The rate of uveitis flares was lower for axial SpA patients treated with CZP than placebo during the randomized controlled phase. Incidence of uveitis flares remained low to week 96 and was comparable to rates reported for AS patients receiving other anti-tumor necrosis factor antibodies.
中轴型脊柱关节炎(axial SpA)的特征是脊柱和骶髂关节炎症,也可累及关节外部位,最常见的表现是葡萄膜炎。在此,我们报告了来自RAPID-axSpA试验的中轴型脊柱关节炎患者葡萄膜炎发作的发生率,该试验包括强直性脊柱炎(AS)和非放射学(nr)中轴型脊柱关节炎。
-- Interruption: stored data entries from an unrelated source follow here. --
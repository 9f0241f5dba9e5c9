/*
 *  message.rs
 *
 *  lcdticker - stock forecasts on a character LCD
 *  (c) 2020-26 Stuart Hunter
 *
 *  Control messages from the transport and buttons
 *
 *  This program is free software: you can redistribute it and/or modify
 *  it under the terms of the GNU General Public License as published by
 *  the Free Software Foundation, either version 3 of the License, or
 *  (at your option) any later version.
 *
 *  This program is distributed in the hope that it will be useful,
 *  but WITHOUT ANY WARRANTY; without even the implied warranty of
 *  MERCHANTABILITY or FITNESS FOR A PARTICULAR PURPOSE.  See the
 *  GNU General Public License for more details.
 *
 *  See <http://www.gnu.org/licenses/> to get a copy of the GNU General
 *  Public License.
 *
 */

use std::fmt;

#[derive(Debug, Clone, PartialEq, Eq)]
pub enum Message {
    Next,
    Previous,
    /// forecast the ticker currently selected
    StartSelection,
    SetTicker(String),
}

impl Message {
    /// Decode one transport token.
    ///
    /// Surrounding whitespace (CR/LF included) is dropped; an empty token
    /// yields `None`. Keywords are lower case and matched exactly, anything
    /// else is taken as a ticker symbol and upper-cased.
    pub fn decode(token: &str) -> Option<Message> {
        let token = token.trim();
        match token {
            "" => None,
            "next" => Some(Message::Next),
            "prev" | "previous" => Some(Message::Previous),
            "select" => Some(Message::StartSelection),
            ticker => Some(Message::SetTicker(ticker.to_uppercase())),
        }
    }
}

impl fmt::Display for Message {
    fn fmt(&self, f: &mut fmt::Formatter<'_>) -> fmt::Result {
        match self {
            Message::Next => f.write_str("next"),
            Message::Previous => f.write_str("prev"),
            Message::StartSelection => f.write_str("select"),
            Message::SetTicker(t) => f.write_str(t),
        }
    }
}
RAPID-axSpA(NCT01087762)试验在第24周为双盲和安慰剂对照,在第48周为剂量盲法,在第204周为开放标签。患者被随机分为赛妥珠单抗聚乙二醇(CZP)或安慰剂组。进入剂量盲法阶段的安慰剂组患者重新随机分为CZP组。葡萄膜炎事件记录在关节外表现或不良事件表格上。对有/无葡萄膜炎病史的患者的事件进行分析,并报告每100患者年的发生率。
基线时,218例随机接受CZP治疗的患者中有38例(17.4%)和107例随机接受安慰剂治疗的患者中有31例(29.0%)有既往葡萄膜炎病史。在24周的双盲阶段,CZP组葡萄膜炎发作的发生率(每100患者年3.0 [95%置信区间(95%CI)0.6 - 8.8])低于安慰剂组(每100患者年10.3 [95%CI 2.8 - 26.3])。在24周双盲阶段观察到的所有病例均为有葡萄膜炎病史的患者;在这些患者中,CZP组的发生率(每100患者年17.1 [95%CI 3.5 - 50.1])同样低于安慰剂组(每100患者年38.5 [95%CI 10.5 - 98.5])。直到第96周,葡萄膜炎发作的发生率仍然很低(每100患者年4.9 [95%CI 3.2 - 7.4]),AS组(每100患者年4.4 [95%CI 2.3 - 7.7])和nr-中轴型脊柱关节炎组(每100患者年5.6 [95%CI 2.9 - 9.8])相似。
在随机对照阶段,接受CZP治疗的中轴型脊柱关节炎患者葡萄膜炎发作的发生率低于安慰剂组。到第96周时,葡萄膜炎发作的发生率仍然很低,与接受其他抗肿瘤坏死因子抗体治疗的AS患者报告的发生率相当。